Exactly. The location of the mapping can be considered part of the ABI,
with the best location being at the bottom the virtual address space,
I guess.

>     So the THIRD way would be to do this:
> 
> 	.section	.klib-dragonfly01,"ax", at progbits
> 	.globl		strlen
> 	.type		strlen, at function
> strlen:
> 	[ the entire contents is replaced with actual function if the actual
> 	  function does not exceed 64 bytes, else only the jump vector is
> 	  modified ]
> 	[ the default function can be placed here directly if it does not
> 	  exceed 64 bytes ]
> 	jmp		clib_strlen	; default overrided by kernel
> 	.p2align	6,0x90		; 64 byte blocks
> 
>     Advantages: 
> 
> 	* Direct call, no jump table for simple functions.
> 
> 	* The kernel can just mmap() the replacement library right over the
> 	  top.
> 
>     Disadvantages:
> 
> 	* requires a sophisticated utility to check whether the compiled
> 	  function fits and decide whether to generate a jmp or whether
> 	  to directly embed the function.
> 
> 	* space/compactness tradeoff means that the chosen size may not
> 	  be cache friendly, or may be space friendly, but not both.
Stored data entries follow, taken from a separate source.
use serde::{Deserialize, Serialize};

/// The unit in which entity offsets, lengths and highlight positions are
/// measured.
///
/// Message stores hand out entity offsets in UTF-16 code units (the
/// messenger's native convention), so that is the default. `Char` counts
/// Unicode scalar values instead.
#[derive(Debug, Clone, Copy, PartialEq, Eq, Serialize, Deserialize, Default, Hash)]
#[serde(rename_all = "snake_case")]
pub enum OffsetUnit {
    #[default]
    Utf16,
    Char,
}

impl OffsetUnit {
    /// Number of units a single character occupies.
    #[inline]
    pub fn width(self, c: char) -> usize {
        match self {
            OffsetUnit::Utf16 => c.len_utf16(),
            OffsetUnit::Char => 1,
        }
    }

    /// Number of units in `s`.
    pub fn count(self, s: &str) -> usize {
        match self {
            OffsetUnit::Utf16 => s.encode_utf16().count(),
            OffsetUnit::Char => s.chars().count(),
        }
    }
}

/// Text indexed by [`OffsetUnit`] positions.
///
/// Keeps a `(unit position, byte offset)` pair for every character start,
/// plus one trailing pair for the end of the text. Only those positions are
/// boundaries; a position inside a surrogate pair is not.
#[derive(Debug, Clone)]
pub struct SourceText<'a> {
    text: &'a str,
    unit: OffsetUnit,
    starts: Vec<(usize, usize)>,
}

impl<'a> SourceText<'a> {
    pub fn new(text: &'a str, unit: OffsetUnit) -> Self {
        let mut starts = Vec::with_capacity(text.len() + 1);
        let mut pos = 0;
        for (byte, c) in text.char_indices() {
            starts.push((pos, byte));
            pos += unit.width(c);
        }
        starts.push((pos, text.len()));
        Self { text, unit, starts }
    }

    #[inline]
    pub fn as_str(&self) -> &'a str {
        self.text
    }

    #[inline]
    pub fn unit(&self) -> OffsetUnit {
        self.unit
    }

    /// Length of the text in units.
    #[inline]
    pub fn len(&self) -> usize {
        self.starts.last().map_or(0, |&(pos, _)| pos)
    }

    #[inline]
    pub fn is_empty(&self) -> bool {
        self.text.is_empty()
    }

    /// Byte offset of a unit position, if it sits on a character boundary.
    pub fn byte_offset(&self, pos: usize) -> Option<usize> {
        self.starts
            .binary_search_by_key(&pos, |&(p, _)| p)
            .ok()
            .map(|i| self.starts[i].1)
    }

    #[inline]
    pub fn is_boundary(&self, pos: usize) -> bool {
        self.byte_offset(pos).is_some()
    }

    /// The substring covering units `start..end`.
    pub fn slice(&self, start: usize, end: usize) -> Option<&'a str> {
        let from = self.byte_offset(start)?;
        let to = self.byte_offset(end)?;
        self.text.get(from..to)
    }

    /// Characters paired with the unit position they start at.
    pub fn chars(&self) -> impl Iterator<Item = (usize, char)> + '_ {
        self.starts
            .iter()
            .map(|&(pos, _)| pos)
            .zip(self.text.chars())
    }
}
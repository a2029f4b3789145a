//! AFL++ fuzz target for `msgmark`.
//!
//! This binary is intentionally stdin-driven, so it can be used with AFL++.
//! Build and run it via `cargo-afl`:
//!
//! ```bash
//! cargo install cargo-afl
//!
//! cargo afl build --release --features afl_fuzz --bin msgmark_afl_annotate
//!
//! mkdir -p fuzz/afl/out
//!
//! cargo afl fuzz \
//!   -i fuzz/afl/in \
//!   -o fuzz/afl/out \
//!   target/release/msgmark_afl_annotate
//! ```
//!
//! Rust panics normally unwind and exit with a non-crashing status code.
//! AFL++ only treats crashes as signals/aborts. We therefore catch any unwind
//! and turn it into `abort()`.

use std::collections::BTreeMap;
use std::io::Read;

use msgmark::model::{Entity, EntityKind, OffsetUnit};
use msgmark::{RenderOptions, annotate_with_options};

const MAX_INPUT_LEN: usize = 64 * 1024; // highlight scanning is quadratic; keep cases small.

const KINDS: &[&str] = &[
    "mention",
    "url",
    "email",
    "phone_number",
    "bold",
    "italic",
    "underline",
    "strikethrough",
    "spoiler",
    "code",
    "pre",
    "blockquote",
    "text_link",
    "hashtag",
    "cashtag",
    "bot_command",
];

/// Removes every `<...>` run.
fn strip_tags(markup: &str) -> String {
    let mut out = String::with_capacity(markup.len());
    let mut in_tag = false;
    for c in markup.chars() {
        match c {
            '<' => in_tag = true,
            '>' if in_tag => in_tag = false,
            _ if !in_tag => out.push(c),
            _ => {}
        }
    }
    out
}

/// Opening minus closing count per element name.
fn tag_balance(markup: &str) -> BTreeMap<String, i64> {
    let mut balance = BTreeMap::new();
    for piece in markup.split('<').skip(1) {
        let (closing, rest) = match piece.strip_prefix('/') {
            Some(rest) => (true, rest),
            None => (false, piece),
        };
        let name: String = rest.chars().take_while(|c| c.is_ascii_alphabetic()).collect();
        *balance.entry(name).or_insert(0) += if closing { -1 } else { 1 };
    }
    balance.retain(|_, v| *v != 0);
    balance
}

fn entities_from_bytes(data: &[u8], len: usize) -> Vec<Entity> {
    data.chunks_exact(3)
        .take(32)
        .map(|c| {
            let offset = c[0] as usize % (len + 1);
            let length = c[1] as usize % (len + 1);
            let kind = EntityKind::from(KINDS[c[2] as usize % KINDS.len()]);
            let mut entity = Entity::new(offset as i64, length as i64, kind);
            if entity.kind == EntityKind::TextLink {
                entity.url = Some("https://example.com".to_string());
            }
            entity
        })
        .collect()
}

fn run_one_input(data: &[u8]) {
    if data.len() > MAX_INPUT_LEN {
        return;
    }

    // lossy conversion keeps the harness total (no early returns that reduce coverage).
    let raw = String::from_utf8_lossy(data).to_string();
    let text: String = raw.chars().filter(|c| *c != '<' && *c != '>').collect();

    for unit in [OffsetUnit::Utf16, OffsetUnit::Char] {
        let opts = RenderOptions {
            offset_unit: unit,
            escape_html: false,
        };
        let entities = entities_from_bytes(data, unit.count(&text));

        // invariants for entity-only markup:
        // - stripping the markup gives back the text
        // - every opened element is closed
        if let Ok(html) = annotate_with_options(&text, Some(&entities), None, &opts) {
            assert_eq!(strip_tags(&html), text, "markup changed the text");
            assert!(tag_balance(&html).is_empty(), "unbalanced markup: {html}");
        }

        // arbitrary highlight markup must never panic.
        let _ = annotate_with_options(&text, Some(&entities), Some(&raw), &opts);
    }
}

fn main() {
    let mut data = Vec::new();
    if std::io::stdin().read_to_end(&mut data).is_err() {
        return;
    }

    // convert any panic into an abort().
    if std::panic::catch_unwind(|| run_one_input(&data)).is_err() {
        std::process::abort();
    }
}
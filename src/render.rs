//! Message -> markup.
//!
//! Picks the body, entities and highlight fragment a message view displays
//! and hands them to the annotator. Attachment transcriptions are rendered
//! from their own highlight fields.

use crate::annotate::{AnnotateError, RenderOptions, annotate_with_options};
use crate::highlight::split_highlights;
use crate::model::Message;
use std::borrow::Cow;

const TRANSCRIPTION_OPEN: &str = "<div class=\"transcription\">";
const TRANSCRIPTION_CLOSE: &str = "</div>";
const SEGMENT_OPEN: &str = "<span class=\"highlight\">";
const SEGMENT_CLOSE: &str = "</span>";

/// Renders the displayed body of a message, followed by its transcription
/// block when the attachment has one.
///
/// Returns `Ok(None)` for messages with neither text, caption nor
/// transcription.
pub fn render_message(msg: &Message, opts: &RenderOptions) -> Result<Option<String>, AnnotateError> {
    let body = msg
        .body()
        .map(|body| annotate_with_options(body, msg.body_entities(), msg.highlight_fragment(), opts))
        .transpose()?;
    let transcription = render_transcription(msg, opts)
        .map(|inner| format!("{TRANSCRIPTION_OPEN}{inner}{TRANSCRIPTION_CLOSE}"));

    if body.is_none() && transcription.is_none() {
        return Ok(None);
    }
    Ok(Some(body.into_iter().chain(transcription).collect()))
}

/// Renders an attachment transcription with its highlighted runs wrapped in
/// `<span class="highlight">`. Nested highlights are not supported.
pub fn render_transcription(msg: &Message, opts: &RenderOptions) -> Option<String> {
    let markup = msg.transcription()?;
    let mut out = String::with_capacity(markup.len());
    for segment in split_highlights(markup) {
        let text = if opts.escape_html {
            html_escape::encode_text(segment.text)
        } else {
            Cow::Borrowed(segment.text)
        };
        if segment.highlighted {
            out.push_str(SEGMENT_OPEN);
            out.push_str(&text);
            out.push_str(SEGMENT_CLOSE);
        } else {
            out.push_str(&text);
        }
    }
    Some(out)
}

/// Renders messages one per line. Messages without a body yield empty lines
/// so line numbers keep matching input order.
pub fn render_messages(messages: &[Message], opts: &RenderOptions) -> Result<String, AnnotateError> {
    let mut lines = Vec::with_capacity(messages.len());
    for msg in messages {
        lines.push(render_message(msg, opts)?.unwrap_or_default());
    }
    Ok(lines.join("\n"))
}
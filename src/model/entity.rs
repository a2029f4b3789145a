use serde::{Deserialize, Serialize};
use std::fmt;

/// A semantic annotation over a contiguous range of message text.
///
/// `offset` and `length` are signed so that malformed payloads deserialize
/// and can be rejected with a proper error instead of a JSON failure.
#[derive(Debug, Clone, PartialEq, Eq, Serialize, Deserialize)]
pub struct Entity {
    pub offset: i64,
    pub length: i64,

    #[serde(rename = "type")]
    pub kind: EntityKind,

    /// Destination for `text_link` entities.
    #[serde(default, skip_serializing_if = "Option::is_none")]
    pub url: Option<String>,
}

impl Entity {
    pub fn new(offset: i64, length: i64, kind: EntityKind) -> Self {
        Self {
            offset,
            length,
            kind,
            url: None,
        }
    }

    pub fn text_link(offset: i64, length: i64, url: impl Into<String>) -> Self {
        Self {
            offset,
            length,
            kind: EntityKind::TextLink,
            url: Some(url.into()),
        }
    }
}

/// Entity types.
///
/// Any type string without a dedicated variant (including `other`) is kept
/// verbatim in [`EntityKind::Other`].
#[derive(Debug, Clone, PartialEq, Eq, Hash, Serialize, Deserialize)]
#[serde(from = "String", into = "String")]
pub enum EntityKind {
    Mention,
    Url,
    Email,
    PhoneNumber,
    Bold,
    Italic,
    Underline,
    Strikethrough,
    Spoiler,
    Code,
    Pre,
    Blockquote,
    TextLink,
    Hashtag,
    Other(String),
}

impl EntityKind {
    pub fn as_str(&self) -> &str {
        match self {
            EntityKind::Mention => "mention",
            EntityKind::Url => "url",
            EntityKind::Email => "email",
            EntityKind::PhoneNumber => "phone_number",
            EntityKind::Bold => "bold",
            EntityKind::Italic => "italic",
            EntityKind::Underline => "underline",
            EntityKind::Strikethrough => "strikethrough",
            EntityKind::Spoiler => "spoiler",
            EntityKind::Code => "code",
            EntityKind::Pre => "pre",
            EntityKind::Blockquote => "blockquote",
            EntityKind::TextLink => "text_link",
            EntityKind::Hashtag => "hashtag",
            EntityKind::Other(raw) => raw.as_str(),
        }
    }
}

impl From<&str> for EntityKind {
    fn from(raw: &str) -> Self {
        match raw {
            "mention" => EntityKind::Mention,
            "url" => EntityKind::Url,
            "email" => EntityKind::Email,
            "phone_number" => EntityKind::PhoneNumber,
            "bold" => EntityKind::Bold,
            "italic" => EntityKind::Italic,
            "underline" => EntityKind::Underline,
            "strikethrough" => EntityKind::Strikethrough,
            "spoiler" => EntityKind::Spoiler,
            "code" => EntityKind::Code,
            "pre" => EntityKind::Pre,
            "blockquote" => EntityKind::Blockquote,
            "text_link" => EntityKind::TextLink,
            "hashtag" => EntityKind::Hashtag,
            other => EntityKind::Other(other.to_string()),
        }
    }
}

impl From<String> for EntityKind {
    fn from(raw: String) -> Self {
        EntityKind::from(raw.as_str())
    }
}

impl From<EntityKind> for String {
    fn from(kind: EntityKind) -> Self {
        match kind {
            EntityKind::Other(raw) => raw,
            known => known.as_str().to_string(),
        }
    }
}

impl fmt::Display for EntityKind {
    fn fmt(&self, f: &mut fmt::Formatter<'_>) -> fmt::Result {
        f.write_str(self.as_str())
    }
}
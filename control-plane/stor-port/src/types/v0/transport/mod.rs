pub mod backup;
pub mod misc;
pub mod replica;
pub mod snapshot;
pub mod status;
pub mod volume;

pub use backup::*;
pub use misc::*;
pub use replica::*;
pub use snapshot::*;
pub use status::*;
pub use volume::*;

pub use crate::{rpc_impl_string_id, rpc_impl_string_id_inner};
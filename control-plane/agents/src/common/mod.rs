/// Agent level errors.
pub mod errors;
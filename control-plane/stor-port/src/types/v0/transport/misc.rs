use serde::{Deserialize, Serialize};

#[macro_export]
macro_rules! rpc_impl_string_id_inner {
    ($Name:ident, $Doc:literal) => {
        #[doc = $Doc]
        #[derive(Serialize, Deserialize, Debug, Clone, Eq, PartialEq, Hash, PartialOrd, Ord)]
        pub struct $Name(String);

        impl std::fmt::Display for $Name {
            fn fmt(&self, f: &mut std::fmt::Formatter<'_>) -> std::fmt::Result {
                write!(f, "{}", self.0)
            }
        }

        impl $Name {
            /// Build Self from a string trait id.
            pub fn from<T: Into<String>>(id: T) -> Self {
                $Name(id.into())
            }
            /// Get the identifier as a string slice.
            pub fn as_str<'a>(&'a self) -> &'a str {
                self.0.as_str()
            }
            /// Check whether the identifier is empty or only whitespace.
            pub fn is_empty(&self) -> bool {
                self.0.trim().is_empty()
            }
        }

        impl From<&str> for $Name {
            fn from(id: &str) -> Self {
                $Name::from(id)
            }
        }
        impl From<String> for $Name {
            fn from(id: String) -> Self {
                $Name(id)
            }
        }

        impl From<&$Name> for $Name {
            fn from(id: &$Name) -> $Name {
                id.clone()
            }
        }

        impl From<$Name> for String {
            fn from(id: $Name) -> String {
                id.0
            }
        }
        impl From<&$Name> for String {
            fn from(id: &$Name) -> String {
                id.to_string()
            }
        }

        impl std::str::FromStr for $Name {
            type Err = std::convert::Infallible;

            fn from_str(source: &str) -> Result<Self, Self::Err> {
                Ok($Name::from(source))
            }
        }

        impl AsRef<str> for $Name {
            fn as_ref(&self) -> &str {
                self.as_str()
            }
        }
    };
}

#[macro_export]
macro_rules! rpc_impl_string_id {
    ($Name:ident, $Doc:literal) => {
        rpc_impl_string_id_inner!($Name, $Doc);
        impl Default for $Name {
            /// Generates new blank identifier.
            fn default() -> Self {
                $Name(uuid::Uuid::default().to_string())
            }
        }
        impl $Name {
            /// Generates new random identifier.
            pub fn new() -> Self {
                $Name(uuid::Uuid::new_v4().to_string())
            }
        }
    };
}

rpc_impl_string_id!(OperationId, "ID of a backup or restore operation, as given by the caller");
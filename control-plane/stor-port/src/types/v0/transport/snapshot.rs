use super::*;

use serde::{Deserialize, Serialize};

rpc_impl_string_id_inner!(SnapshotName, "Name of a volume snapshot");

/// The ordered list of disks on a replica, head first.
/// Position 0 is the live head disk; later positions are successively older snapshots.
#[derive(Serialize, Deserialize, Debug, Clone, Default, Eq, PartialEq)]
#[serde(transparent)]
pub struct SnapshotChain(Vec<SnapshotName>);

impl SnapshotChain {
    /// Construct a new chain, head first.
    pub fn new<T: Into<SnapshotName>>(disks: Vec<T>) -> Self {
        Self(disks.into_iter().map(Into::into).collect())
    }
    /// Get the live head disk, if any.
    pub fn head(&self) -> Option<&SnapshotName> {
        self.0.first()
    }
    /// Iterate over the chain entries, head first.
    pub fn entries(&self) -> impl Iterator<Item = SnapshotChainEntry> + '_ {
        self.0
            .iter()
            .enumerate()
            .map(|(position, name)| SnapshotChainEntry::new(name.clone(), position))
    }
    /// Position of the first disk with the exact given name.
    pub fn position(&self, name: &str) -> Option<usize> {
        self.0.iter().position(|disk| disk.as_str() == name)
    }
    /// Number of disks in the chain.
    pub fn len(&self) -> usize {
        self.0.len()
    }
    /// Check if the chain has no disks.
    pub fn is_empty(&self) -> bool {
        self.0.is_empty()
    }
}

/// A disk within a snapshot chain.
#[derive(Serialize, Deserialize, Debug, Clone, Eq, PartialEq)]
pub struct SnapshotChainEntry {
    /// Name of the disk as it appears in the chain.
    pub name: SnapshotName,
    /// Position within the chain, 0 being the head.
    pub position: usize,
}

impl SnapshotChainEntry {
    /// Construct a new entry.
    pub fn new(name: SnapshotName, position: usize) -> Self {
        Self { name, position }
    }
    /// Check if this entry is the live head disk.
    pub fn is_head(&self) -> bool {
        self.position == 0
    }
}

/// A volume snapshot.
#[derive(Serialize, Deserialize, Debug, Clone, Eq, PartialEq)]
pub struct Snapshot {
    /// Id of the snapshot, which is the same as its name.
    pub id: SnapshotName,
    /// Name of the snapshot.
    pub name: SnapshotName,
}

impl From<SnapshotName> for Snapshot {
    fn from(name: SnapshotName) -> Self {
        Self {
            id: name.clone(),
            name,
        }
    }
}

/// The request type to create a volume snapshot.
#[derive(Serialize, Deserialize, Debug, Clone, Default, Eq, PartialEq)]
pub struct CreateSnapshot {
    /// Requested name of the snapshot; the controller picks one if empty.
    #[serde(default)]
    pub name: String,
}

impl CreateSnapshot {
    /// Create new request.
    pub fn new(name: impl Into<String>) -> Self {
        Self { name: name.into() }
    }
}

/// The request type to delete a volume snapshot.
#[derive(Serialize, Deserialize, Debug, Clone, Eq, PartialEq)]
pub struct DeleteSnapshot {
    /// Id of the snapshot to be deleted.
    pub id: SnapshotName,
}

impl DeleteSnapshot {
    /// Create new request.
    pub fn new(id: impl Into<SnapshotName>) -> Self {
        Self { id: id.into() }
    }
}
Yes, exactly. This is what Apple is doing for MacOS X. The version problem
is not that big, because like I said, the ABI would be fixed and could be
bound to the normal COMPAT handling. Having a default included in libc as
fallback would work too. IIRC the speed difference is bigger on PPC,
because you are doing PIC almost always there.

The cache friendliness is difficult, we have can do at least alignments
pretty well. I don't think there's a difference for normal cache size
length, because GCC does some padding of functions by default.

Joerg